Staged rates cap sought

Rates on the up

Waipā District Council has asked the Government for a staged implementation of a rates cap.

Roger Gordon

The majority of councillors sitting on the council’s Strategic Planning and Policy Committee approved a council submission this month supporting the Government’s objectives to cap local government spending at four per cent.

Tier 1 growth councils, including Waipā, were not operating in a ‘steady state’ environment, so applying a steady state rating model too early created material financial, infrastructure delivery, and service delivery risks, the council submission said.

“Depreciation costs arising from rapid asset base expansion, largely driven by national policy and growth obligations, are the largest and least flexible cost driver for high growth councils.

“Core infrastructure costs are unavoidable, often driven by external requirements, and should be explicitly recognised or appropriately exempted within any rates target framework for example, stormwater.”

Clare St Pierre

“Given these factors, a slower and staged transition to the proposed rates target model should occur before binding caps are applied, supported by monitoring and adaptive mechanisms to respond to emerging impacts.”

Pirongia ward councillor Clare St Pierre, who proposed the submission be sent to the Government, said she had reservations about whether it would achieve its intent.

She described the Government’s proposal as “half-baked”.

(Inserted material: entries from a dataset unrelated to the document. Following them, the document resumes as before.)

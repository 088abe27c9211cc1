//! # Hash Ring Service
//!
//! Thread-safe consistent-hash ring.
//!
//! Owner changes are rare and lookups are hot, so the snapshot sits behind a
//! `parking_lot::RwLock`: `get` takes the read side, `add`/`remove` rebuild
//! under the write side. A reader never sees a half-sorted position list.

use std::fmt;
use std::sync::Arc;

use parking_lot::RwLock;
use sp_telemetry::metrics::{RING_LOOKUPS, RING_VNODES};
use tracing::debug;

use crate::algorithms::{default_hash, vnode_key};
use crate::domain::{
    invariant_sorted_unique, OwnerId, RingConfig, RingError, RingSnapshot, VirtualNode,
};
use crate::ports::OwnerResolver;

/// Pluggable ring hash: bytes -> position.
pub type HashFn = Arc<dyn Fn(&[u8]) -> u32 + Send + Sync>;

/// Consistent-hash ring mapping business keys to owners.
pub struct HashRing {
    replicas: usize,
    hash_fn: HashFn,
    inner: RwLock<RingSnapshot>,
}

impl HashRing {
    /// Create an empty ring with `replicas` virtual nodes per owner.
    ///
    /// # Errors
    ///
    /// Returns `RingError::InvalidReplicas` when `replicas` is zero.
    pub fn new<F>(replicas: usize, hash_fn: F) -> Result<Self, RingError>
    where
        F: Fn(&[u8]) -> u32 + Send + Sync + 'static,
    {
        RingConfig { replicas }.validate()?;
        Ok(Self {
            replicas,
            hash_fn: Arc::new(hash_fn),
            inner: RwLock::new(RingSnapshot::new()),
        })
    }

    /// Create an empty ring hashing with CRC-32.
    pub fn with_default_hash(replicas: usize) -> Result<Self, RingError> {
        Self::new(replicas, default_hash)
    }

    /// Create an empty ring from config, hashing with CRC-32.
    pub fn from_config(config: &RingConfig) -> Result<Self, RingError> {
        Self::with_default_hash(config.replicas)
    }

    /// Add owners to the ring.
    ///
    /// Each owner gets `replicas` positions at `hash("{i}{owner}")`. Adding an
    /// owner twice lands on the same positions, so it is a no-op. Colliding
    /// positions are rebound to the owner added last.
    pub fn add<I, S>(&self, owners: I)
    where
        I: IntoIterator<Item = S>,
        S: Into<OwnerId>,
    {
        let mut buf = String::new();
        let mut vnodes = Vec::new();
        for owner in owners {
            let owner: OwnerId = owner.into();
            for i in 0..self.replicas {
                let position = self.hash(vnode_key(&mut buf, i, &owner));
                vnodes.push(VirtualNode::new(position, owner.clone()));
            }
        }

        let mut ring = self.inner.write();
        let added = ring.insert_all(vnodes);
        debug_assert!(invariant_sorted_unique(ring.positions()));
        RING_VNODES.set(ring.len() as i64);
        debug!(added, vnodes = ring.len(), "[sp-01] owners added to ring");
    }

    /// Remove an owner's virtual nodes.
    ///
    /// Positions that a later owner took over by collision are left alone.
    /// Returns false if the owner held no position.
    pub fn remove(&self, owner: &str) -> bool {
        let mut buf = String::new();
        let positions: Vec<u32> = (0..self.replicas)
            .map(|i| self.hash(vnode_key(&mut buf, i, owner)))
            .collect();

        let mut ring = self.inner.write();
        let mut removed = 0;
        for position in positions {
            if ring.remove_if_owned(position, owner) {
                removed += 1;
            }
        }
        RING_VNODES.set(ring.len() as i64);
        debug!(owner, removed, vnodes = ring.len(), "[sp-01] owner removed from ring");
        removed > 0
    }

    /// Resolve the owner for `key`.
    ///
    /// Picks the first ring position >= `hash(key)`, wrapping to the lowest
    /// position when the hash is past the end.
    ///
    /// # Errors
    ///
    /// Returns `RingError::EmptyRing` when no owner has been added.
    pub fn get(&self, key: &str) -> Result<OwnerId, RingError> {
        let hash = self.hash(key.as_bytes());
        let ring = self.inner.read();
        match ring.owner_for_hash(hash) {
            Some(owner) => {
                RING_LOOKUPS.with_label_values(&["hit"]).inc();
                Ok(owner.clone())
            }
            None => {
                RING_LOOKUPS.with_label_values(&["empty"]).inc();
                Err(RingError::EmptyRing)
            }
        }
    }

    /// Hash `data` with this ring's hash function.
    pub fn hash(&self, data: &[u8]) -> u32 {
        (self.hash_fn)(data)
    }

    /// Copy of the current ring state.
    pub fn snapshot(&self) -> RingSnapshot {
        self.inner.read().clone()
    }

    /// Virtual nodes per owner.
    pub fn replicas(&self) -> usize {
        self.replicas
    }

    /// True when no owner has been added.
    pub fn is_empty(&self) -> bool {
        self.inner.read().is_empty()
    }

    /// Number of virtual nodes on the ring.
    pub fn vnode_count(&self) -> usize {
        self.inner.read().len()
    }

    /// Number of distinct owners.
    pub fn owner_count(&self) -> usize {
        self.inner.read().owners().len()
    }

    /// Distinct owners, sorted.
    pub fn owners(&self) -> Vec<OwnerId> {
        self.inner.read().owners()
    }
}

impl fmt::Debug for HashRing {
    fn fmt(&self, f: &mut fmt::Formatter<'_>) -> fmt::Result {
        f.debug_struct("HashRing")
            .field("replicas", &self.replicas)
            .field("vnodes", &self.vnode_count())
            .finish_non_exhaustive()
    }
}

impl OwnerResolver for HashRing {
    fn resolve(&self, key: &str) -> Result<OwnerId, RingError> {
        self.get(key)
    }

    fn add_owners(&self, owners: &[OwnerId]) {
        self.add(owners.iter().cloned());
    }

    fn remove_owner(&self, owner: &str) -> bool {
        self.remove(owner)
    }

    fn owners(&self) -> Vec<OwnerId> {
        HashRing::owners(self)
    }
}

Chief executive Steph O’Sullivan told the committee council had been told the Government would review the submissions using AI “and they will move at a pace”.

Steph O’Sullivan

Mayor Mike Pettit said the council was “not that far away” from achieving the Government’s target of four per cent.

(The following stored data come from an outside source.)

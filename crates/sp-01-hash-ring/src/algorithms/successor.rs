//! # Successor Search
//!
//! Clockwise lookup on a sorted position list.

/// Index of the smallest position >= `hash`, wrapping to 0 past the top.
///
/// Returns `None` only for an empty ring.
pub fn successor_index(positions: &[u32], hash: u32) -> Option<usize> {
    if positions.is_empty() {
        return None;
    }
    let idx = positions.partition_point(|&p| p < hash);
    Some(if idx == positions.len() { 0 } else { idx })
}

“The four per cent is challenging, but anything is possible,” he said.

Cambridge ward councillor Roger Gordon was the only committee member to vote against the submission.

“I don’t think that all of the time I have been in council there has ever been a steady state,” he said. “There’s always something that comes out of the woodwork. I don’t think that waiting for a steady state is critical.

“I am in favour of rates capping because I think that something has to be done to stop the incredible history of rates increases, and we’ve been as much to blame, an average of 10 per cent over the last five years I think is unsustainable.”